By 1952, when he pitched to Kultura, a prestigious Polish literary journal based in Paris, the idea of writing a diary for publication, Gombrowicz was demoralized and desperate. He had been living in isolation and obscurity for thirteen years. For a while he had worked at a bank, where the director gave him permission to write during business hours, but this cozy arrangement did not last long. The translation of “Ferdydurke” into Spanish, financed by a wealthy friend, had been ignored. Another novel, “Trans-Atlantic,” received plenty of attention in the Polish émigré community but did little to bolster Gombrowicz’s international reputation. Written in a hybridized, deliberately antiquated style rich with puns and double-entendres, the book was all but untranslatable. (An English version, ten years in the making, did not appear until 1994.) He needed to reinvent himself. “I have to create Gombrowicz the thinker, Gombrowicz the genius, Gombrowicz the cultural demonologist, and many other necessary Gombrowiczes,” he wrote to Kulturas editor.

Under the heading “Fragments of a Diary,” the magazine published Gombrowicz’s provocative, idiosyncratic, highly personal musings from 1953 until his death, in 1969. In entries ranging from a few sentences to multiple pages, Gombrowicz recorded his daily routine, his diet, and his to-do lists; his reading, his travels, and his moods. He reproduced cantankerous letters to the editors of various publications; he fulminated against Communism, existentialism, and even democracy; he deployed elegant quips and humorous aphorisms. Most of all, he wrote about literature: he described in detail his writing process, explicated his own works, and railed against the deplorable state of the literary scene in Poland, in the émigré community, and virtually everywhere else. “People!” he exclaimed after reading a particularly obtuse critic on his work. “Cut my throat if you are told to, but not with such a dull, such a terribly dull, knife!” An immediate hit among Kulturas readers, the diary was collected in three volumes by the magazine’s book division, but it was not legally sold in Poland until after his death, and even then only in censored form.
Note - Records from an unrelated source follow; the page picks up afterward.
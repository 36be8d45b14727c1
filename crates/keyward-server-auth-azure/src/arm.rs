// Copyright (c) 2025 Geoffrey Huntley <ghuntley@ghuntley.com>. All rights reserved.
// SPDX-License-Identifier: Proprietary

//! Azure Resource Manager reads of virtual machines.

use chrono::{DateTime, Duration as ChronoDuration, Utc};
use keyward_common_secret::SecretString;
use serde::Deserialize;
use std::collections::BTreeMap;
use tokio::sync::Mutex;
use tracing::debug;

use crate::config::AzureConfig;
use crate::error::{OidcError, OidcResult};

pub const COMPUTE_API_VERSION: &str = "2018-10-01";
pub const IMDS_TOKEN_URL: &str = "http://169.254.169.254/metadata/identity/oauth2/token";

/// Tokens are refreshed this long before they expire.
const TOKEN_REFRESH_MARGIN_SECS: i64 = 120;

#[derive(Debug, Clone, Default, Deserialize)]
#[serde(rename_all = "camelCase")]
pub struct UserAssignedIdentity {
	#[serde(default)]
	pub principal_id: String,
}

#[derive(Debug, Clone, Default, Deserialize)]
#[serde(rename_all = "camelCase")]
pub struct VmIdentity {
	#[serde(default)]
	pub principal_id: String,
	#[serde(default)]
	pub user_assigned_identities: BTreeMap<String, UserAssignedIdentity>,
}

#[derive(Debug, Clone, Deserialize)]
pub struct VirtualMachine {
	#[serde(default)]
	pub id: String,
	#[serde(default)]
	pub location: String,
	#[serde(default)]
	pub identity: Option<VmIdentity>,
}

impl VirtualMachine {
	/// Value following `key` in the resource id path, matched case-insensitively.
	fn id_segment(&self, key: &str) -> Option<&str> {
		let mut segments = self.id.split('/').filter(|s| !s.is_empty());
		while let Some(segment) = segments.next() {
			if segment.eq_ignore_ascii_case(key) {
				return segments.next();
			}
		}
		None
	}

	pub fn subscription_id(&self) -> Option<&str> {
		self.id_segment("subscriptions")
	}

	pub fn resource_group(&self) -> Option<&str> {
		self.id_segment("resourceGroups")
	}

	/// True when `oid` is the system-assigned or one of the user-assigned identities.
	pub fn has_principal(&self, oid: &str) -> bool {
		self.identity.as_ref().is_some_and(|identity| {
			identity.principal_id == oid
				|| identity
					.user_assigned_identities
					.values()
					.any(|u| u.principal_id == oid)
		})
	}
}

#[derive(Debug, Deserialize)]
struct TokenResponse {
	access_token: String,
	#[serde(default)]
	expires_in: Option<serde_json::Value>,
}

#[derive(Clone)]
struct CachedToken {
	token: SecretString,
	expires_at: DateTime<Utc>,
}

enum Credential {
	ServicePrincipal {
		token_url: String,
		client_id: String,
		client_secret: SecretString,
	},
	ManagedIdentity {
		token_url: String,
	},
}

pub struct ArmClient {
	http: reqwest::Client,
	endpoint: String,
	credential: Credential,
	cached: Mutex<Option<CachedToken>>,
}

impl ArmClient {
	pub fn new(http: reqwest::Client, config: &AzureConfig) -> Self {
		let credential = if config.uses_service_principal() {
			Credential::ServicePrincipal {
				token_url: format!("{}/{}/oauth2/token", config.environment(), config.tenant_id),
				client_id: config.client_id.clone(),
				client_secret: SecretString::new(config.client_secret.clone()),
			}
		} else {
			Credential::ManagedIdentity {
				token_url: IMDS_TOKEN_URL.to_string(),
			}
		};
		Self {
			http,
			endpoint: config.arm_endpoint().to_string(),
			credential,
			cached: Mutex::new(None),
		}
	}

	async fn access_token(&self) -> OidcResult<SecretString> {
		if let Some(token) = self.cached.lock().await.as_ref() {
			if token.expires_at > Utc::now() {
				return Ok(token.token.clone());
			}
		}

		let resource = format!("{}/", self.endpoint);
		let response = match &self.credential {
			Credential::ServicePrincipal {
				token_url,
				client_id,
				client_secret,
			} => {
				self.http
					.post(token_url)
					.form(&[
						("grant_type", "client_credentials"),
						("client_id", client_id.as_str()),
						("client_secret", client_secret.expose().as_str()),
						("resource", resource.as_str()),
					])
					.send()
					.await?
			}
			Credential::ManagedIdentity { token_url } => {
				self.http
					.get(token_url)
					.header("Metadata", "true")
					.query(&[("api-version", "2018-02-01"), ("resource", resource.as_str())])
					.send()
					.await?
			}
		};
		if !response.status().is_success() {
			let status = response.status();
			let body = response.text().await.unwrap_or_default();
			return Err(OidcError::AccessToken(format!("{status}: {body}")));
		}
		let body: TokenResponse = response
			.json()
			.await
			.map_err(|e| OidcError::AccessToken(format!("invalid token response: {e}")))?;

		let lifetime = body
			.expires_in
			.as_ref()
			.and_then(|v| v.as_i64().or_else(|| v.as_str().and_then(|s| s.parse().ok())))
			.unwrap_or(300);
		let token = CachedToken {
			token: SecretString::new(body.access_token),
			expires_at: Utc::now() + ChronoDuration::seconds(lifetime - TOKEN_REFRESH_MARGIN_SECS),
		};
		*self.cached.lock().await = Some(token.clone());
		debug!(lifetime, "arm access token acquired");
		Ok(token.token)
	}

	#[tracing::instrument(skip(self), name = "ArmClient::virtual_machine")]
	pub async fn virtual_machine(
		&self,
		subscription_id: &str,
		resource_group: &str,
		vm_name: &str,
	) -> OidcResult<VirtualMachine> {
		let token = self.access_token().await?;
		let url = format!(
			"{}/subscriptions/{subscription_id}/resourceGroups/{resource_group}/providers/Microsoft.Compute/virtualMachines/{vm_name}",
			self.endpoint
		);
		let response = self
			.http
			.get(&url)
			.bearer_auth(token.expose())
			.query(&[("api-version", COMPUTE_API_VERSION)])
			.send()
			.await?;
		let status = response.status();
		if !status.is_success() {
			let message = response.text().await.unwrap_or_default();
			return Err(OidcError::Arm {
				status: status.as_u16(),
				message,
			});
		}
		response
			.json()
			.await
			.map_err(|e| OidcError::InvalidResponse(format!("virtual machine: {e}")))
	}
}

#[cfg(test)]
mod tests {
	use super::*;
	use serde_json::json;

	#[test]
	fn principal_matches_system_or_user_assigned() {
		let vm: VirtualMachine = serde_json::from_value(json!({
			"id": "/subscriptions/s/resourceGroups/rg/providers/Microsoft.Compute/virtualMachines/vm1",
			"location": "westus",
			"identity": {
				"principalId": "o1",
				"userAssignedIdentities": { "/id/u1": { "principalId": "o9" } }
			}
		}))
		.unwrap();
		assert!(vm.has_principal("o1"));
		assert!(vm.has_principal("o9"));
		assert!(!vm.has_principal("o2"));

		let bare: VirtualMachine = serde_json::from_value(json!({ "location": "westus" })).unwrap();
		assert!(!bare.has_principal("o1"));
	}

	#[test]
	fn subscription_and_resource_group_come_from_the_id() {
		let vm: VirtualMachine = serde_json::from_value(json!({
			"id": "/subscriptions/sub-1/resourcegroups/RG-1/providers/Microsoft.Compute/virtualMachines/vm1",
		}))
		.unwrap();
		assert_eq!(vm.subscription_id(), Some("sub-1"));
		assert_eq!(vm.resource_group(), Some("RG-1"));

		let bare: VirtualMachine = serde_json::from_value(json!({})).unwrap();
		assert_eq!(bare.subscription_id(), None);
		assert_eq!(bare.resource_group(), None);
	}
}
Now, for the first time, the complete “Diary” has been published in English, by Yale, in a heroic translation, by Lillian Vallee, that totals more than seven hundred pages. (Vallee’s versions of the three volumes appeared piecemeal between 1988 and 1993, but they have long been out of print.) English-speaking readers can finally experience the diary as Gombrowicz intended it—as a single, coherent work. On the face of it, Gombrowicz sought in the diary to revive Polish culture from the near-fatal blows dealt to it over the twentieth century. But he was equally concerned with saving himself.